N.B. This is a modified version of an essay to appear in the 2019 Merrill Advanced Studies Center Workshop
Each individual’s Weltanschauung is shaped by the totality of their life experiences and it defines their perspectives, philosophy, and understanding of the cultural, economic, and scientific milieu. (The phrase “world view,” the nearest English equivalent, seems rather prosaic by comparison.) Each perspective is necessarily constrained, bringing biases, both explicit and implicit. If in doubt, spend a bit of time looking at a simple doorway – any example will do – and think about what you truly see.
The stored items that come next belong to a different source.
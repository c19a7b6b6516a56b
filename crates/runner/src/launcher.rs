// SPDX-License-Identifier: BUSL-1.1
// Copyright (c) 2026 Alfred Jean LLC

//! Execution dispatch
//!
//! Each call walks the same machine: preflight the configuration, probe the
//! interpreter, then dispatch foreground (block and capture) or detached
//! (spawn the wrapper, return the id). Failed launches are reported once and
//! never retried.

use std::io;
use std::path::Path;
use std::process::{Command, Stdio};

use pyjob_core::{JobId, RunnerConfig};

use crate::command::ScriptInvocation;
use crate::error::LaunchError;
use crate::interpreter;
use crate::store;

/// Captured result of a foreground run.
#[derive(Debug, Clone)]
pub struct RunOutput {
    /// The child's stdout lines in produced order, followed by any stderr
    /// lines. A pipe per stream means exact interleaving is not preserved.
    pub lines: Vec<String>,
    /// Child exit code; `None` when the child was terminated by a signal.
    pub exit_code: Option<i32>,
}

impl RunOutput {
    pub fn success(&self) -> bool {
        self.exit_code == Some(0)
    }
}

/// Run a script in the foreground and capture its output.
///
/// Blocks the calling thread for the child's full runtime. No timeout is
/// enforced; a hung child blocks indefinitely unless the host environment
/// imposes a limit.
pub fn run_foreground(
    config: &RunnerConfig,
    script_name: &str,
    args: &[String],
) -> Result<RunOutput, LaunchError> {
    require_dir(config.script_dir.as_deref(), "script")?;
    require_script_name(script_name)?;
    interpreter::verify(&config.interpreter)?;
    let invocation = ScriptInvocation::resolve(config, script_name, args)?;

    tracing::info!(script = script_name, mode = "foreground", "launching script");
    let output = invocation
        .foreground(&config.interpreter)
        .stdin(Stdio::null())
        .output()
        .map_err(|source| {
            tracing::error!(script = script_name, error = %source, "spawn failed");
            LaunchError::Spawn { source }
        })?;

    let mut lines: Vec<String> = String::from_utf8_lossy(&output.stdout)
        .lines()
        .map(str::to_string)
        .collect();
    lines.extend(
        String::from_utf8_lossy(&output.stderr)
            .lines()
            .map(str::to_string),
    );
    Ok(RunOutput {
        lines,
        exit_code: output.status.code(),
    })
}

/// Launch a script detached and return its job id without waiting.
///
/// The child survives the caller's exit (`nohup`), writes stdout+stderr to
/// `{output_dir}/{id}.{out_ext}`, and records its exit code in a `.status`
/// sidecar when it terminates. Once launched there is no cancellation; the
/// job runs to completion or system-level termination.
pub fn run_detached(
    config: &RunnerConfig,
    script_name: &str,
    args: &[String],
) -> Result<JobId, LaunchError> {
    require_dir(config.script_dir.as_deref(), "script")?;
    let output_dir = require_dir(config.output_dir.as_deref(), "output")?;
    require_script_name(script_name)?;
    interpreter::verify(&config.interpreter)?;
    let invocation = ScriptInvocation::resolve(config, script_name, args)?;

    let id = JobId::new();
    let output_path = store::output_file(output_dir, &id, &config.out_ext);
    let status_path = store::status_file(output_dir, &id);
    let line = invocation.detached_line(&config.interpreter, &output_path, &status_path);

    tracing::info!(script = script_name, job_id = %id, mode = "detached", "launching script");
    let status = Command::new("sh")
        .arg("-c")
        .arg(&line)
        .stdin(Stdio::null())
        .stdout(Stdio::null())
        .stderr(Stdio::null())
        .status()
        .map_err(|source| {
            tracing::error!(script = script_name, error = %source, "spawn failed");
            LaunchError::Spawn { source }
        })?;

    // The outer shell only backgrounds the subshell; it exiting nonzero means
    // the wrapper itself never started.
    if !status.success() {
        return Err(LaunchError::Spawn {
            source: io::Error::other(format!("detach shell exited with {status}")),
        });
    }
    Ok(id)
}

fn require_script_name(script_name: &str) -> Result<(), LaunchError> {
    if script_name.is_empty() {
        return Err(LaunchError::InvalidArgument(
            "no script name provided".to_string(),
        ));
    }
    Ok(())
}

fn require_dir<'a>(dir: Option<&'a Path>, what: &str) -> Result<&'a Path, LaunchError> {
    let dir = dir.ok_or_else(|| LaunchError::Config(format!("{what} directory is not set")))?;
    if !dir.is_dir() {
        return Err(LaunchError::Config(format!(
            "{what} directory does not exist: {}",
            dir.display()
        )));
    }
    Ok(dir)
}

#[cfg(test)]
#[path = "launcher_tests.rs"]
mod tests;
Beyond the superficial, a humble doorway, like many human objects, embodies large fractions of our culture, history, and innovation: protection and the rule of law; security, privacy and mathematics (locks); metallurgy and materials science; environmental systems and fluid dynamics; trade and economic specialization; manufacturing and replication; microbiology and cellular structure (wood); human social dynamics and structures; art, design and aesthetics; paint, chemistry and polymers; and mechanical advantage and physics, to name just a view. On any cursory examination, each of us typically sees but a few of these things, lost in the minutiae of daily life, but they remain there to see despite our obliviousness.
The explosive growth of knowledge has had similar, deleterious effects on our ability to see the integrative whole. Intellectual consilience is increasingly obscured by increasing specialization and the seeming triumph of reductionism over holistic perspective. Is there any academic anywhere who has not heard or repeated the old joke, “You learn more and more about less and less, until you know everything about nothing, then they give you a Ph.D.?” (See Simplifying Communication and Shaping the Message, Using the Medium.)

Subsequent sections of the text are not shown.